Title : Common infections in cancer patients – narrative review and clinical pearls
Abstract:
Background: Cancer patients are at heightened risk of infections due to immunosuppression from chemotherapy, radiotherapy, stem cell transplantation, and the underlying malignancy itself. These infections contribute significantly to morbidity, mortality, and healthcare costs. Understanding their prevalence and management is critical for improving patient outcomes.

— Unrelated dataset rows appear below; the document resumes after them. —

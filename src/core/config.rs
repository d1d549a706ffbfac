use chrono::{Duration, FixedOffset};
use url::Url;

use super::source::{ConfigKey, ConfigSource};
use crate::errors::FeedDigestError;

pub const DEFAULT_FEED_URL: &str = "https://dev.classmethod.jp/feed/";
pub const DEFAULT_OPENAI_MODEL: &str = "gpt-3.5-turbo";
pub const DEFAULT_OPENAI_BASE_URL: &str = "https://api.openai.com/v1";
pub const DEFAULT_LOOKBACK_MINUTES: i64 = 60;
pub const DEFAULT_UTC_OFFSET_HOURS: i32 = 9;

#[derive(Debug, Clone)]
pub struct AppConfig {
    pub feed_url: Url,
    pub openai_api_key: String,
    pub openai_org_id: Option<String>,
    pub openai_model: String,
    pub openai_base_url: Url,
    pub lookback: Duration,
    pub utc_offset: FixedOffset,
    pub slack_webhook_url: Url,
}

impl AppConfig {
    /// # Errors
    ///
    /// Returns a `Config` error if a required value is missing or a value
    /// cannot be parsed, or whatever the source reports when it is unreachable.
    pub async fn load(source: &dyn ConfigSource) -> Result<Self, FeedDigestError> {
        let feed_url = source
            .get(ConfigKey::FeedUrl)
            .await?
            .unwrap_or_else(|| DEFAULT_FEED_URL.to_string());
        let openai_api_key = required(source, ConfigKey::OpenAiApiKey).await?;
        let openai_org_id = source.get(ConfigKey::OpenAiOrgId).await?;
        let openai_model = source
            .get(ConfigKey::OpenAiModel)
            .await?
            .unwrap_or_else(|| DEFAULT_OPENAI_MODEL.to_string());
        let openai_base_url = source
            .get(ConfigKey::OpenAiBaseUrl)
            .await?
            .unwrap_or_else(|| DEFAULT_OPENAI_BASE_URL.to_string());
        let lookback_minutes = match source.get(ConfigKey::LookbackMinutes).await? {
            Some(raw) => parse_lookback_minutes(&raw)?,
            None => DEFAULT_LOOKBACK_MINUTES,
        };
        let offset_hours = match source.get(ConfigKey::UtcOffsetHours).await? {
            Some(raw) => raw.trim().parse::<i32>().map_err(|e| {
                FeedDigestError::Config(format!("{}: {e}", ConfigKey::UtcOffsetHours.env_var()))
            })?,
            None => DEFAULT_UTC_OFFSET_HOURS,
        };
        let lookback = Duration::try_minutes(lookback_minutes).ok_or_else(|| {
            FeedDigestError::Config(format!("lookback out of range: {lookback_minutes}"))
        })?;
        let slack_webhook_url = required(source, ConfigKey::SlackWebhookUrl).await?;

        Ok(Self {
            feed_url: Url::parse(feed_url.trim())?,
            openai_api_key,
            openai_org_id,
            openai_model,
            openai_base_url: Url::parse(openai_base_url.trim())?,
            lookback,
            utc_offset: utc_offset_from_hours(offset_hours)?,
            slack_webhook_url: Url::parse(slack_webhook_url.trim())?,
        })
    }
}

async fn required(source: &dyn ConfigSource, key: ConfigKey) -> Result<String, FeedDigestError> {
    source
        .get(key)
        .await?
        .ok_or_else(|| FeedDigestError::Config(format!("{} is not set", key.env_var())))
}

fn parse_lookback_minutes(raw: &str) -> Result<i64, FeedDigestError> {
    let name = ConfigKey::LookbackMinutes.env_var();
    let minutes = raw
        .trim()
        .parse::<i64>()
        .map_err(|e| FeedDigestError::Config(format!("{name}: {e}")))?;
    if minutes <= 0 {
        return Err(FeedDigestError::Config(format!(
            "{name} must be positive, got {minutes}"
        )));
    }
    Ok(minutes)
}

/// # Errors
///
/// Returns a `Config` error when the offset is outside UTC-23..=UTC+23.
pub fn utc_offset_from_hours(hours: i32) -> Result<FixedOffset, FeedDigestError> {
    hours
        .checked_mul(3600)
        .and_then(FixedOffset::east_opt)
        .ok_or_else(|| FeedDigestError::Config(format!("UTC offset out of range: {hours}")))
}
//! Pipeline orchestration and the Lambda handler

pub mod handler;
pub mod pipeline;

// Re-export the main handler for convenience
pub use handler::{handler, run_once};
pub use pipeline::{EntryOutcome, PipelineOrchestrator, RunReport, RunState};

Methods: A narrative literature review was conducted using PubMed, focusing on studies published between 2015 and 2025. Keywords included “cancer,” “infection,” “neutropenia,” “nosocomial pathogens,” and “antimicrobial resistance.” Articles addressing epidemiology, risk factors, and management strategies of infections in adult cancer patients were included. The team also adds on their clinical experience when analyzing the search results.
Results: The most common infections among cancer patients are septicemia especially during neutropenic periods from treatment, pneumonia, urinary tract infections, and gastrointestinal infections. Gram‑negative bacteria such as Escherichia coli, Klebsiella pneumoniae, and Pseudomonas aeruginosa predominate, alongside Gram‑positive organisms like Staphylococcus aureus and Enterococcus species. Fungal infections, particularly Candida and Aspergillus, are frequent in patients with prolonged neutropenia. Especially the team encounters many patients suffering from oral Candidiasis unnecessarily due to under-recognition by their health providers. Viral infections, including cytomegalovirus and influenza, remain clinically significant. Risk factors include neutropenia, mucosal barrier injury, indwelling catheters, and prolonged hospitalization. Antimicrobial resistance is an emerging challenge, with multidrug‑resistant Gram‑negative organisms increasingly reported. Preventive strategies such as prophylactic antimicrobials, strict infection control measures, and vaccination programs have demonstrated efficacy in reducing infection rates. The team would emphasize on timely vaccination as well.
Conclusion: Infections remain a major complication in cancer care, driven by immunosuppression and invasive treatments. Early recognition, tailored antimicrobial therapy, and preventive measures are essential to reduce infection‑related morbidity and mortality. Ongoing surveillance and stewardship programs are critical to address rising antimicrobial resistance and to optimize supportive care in oncology.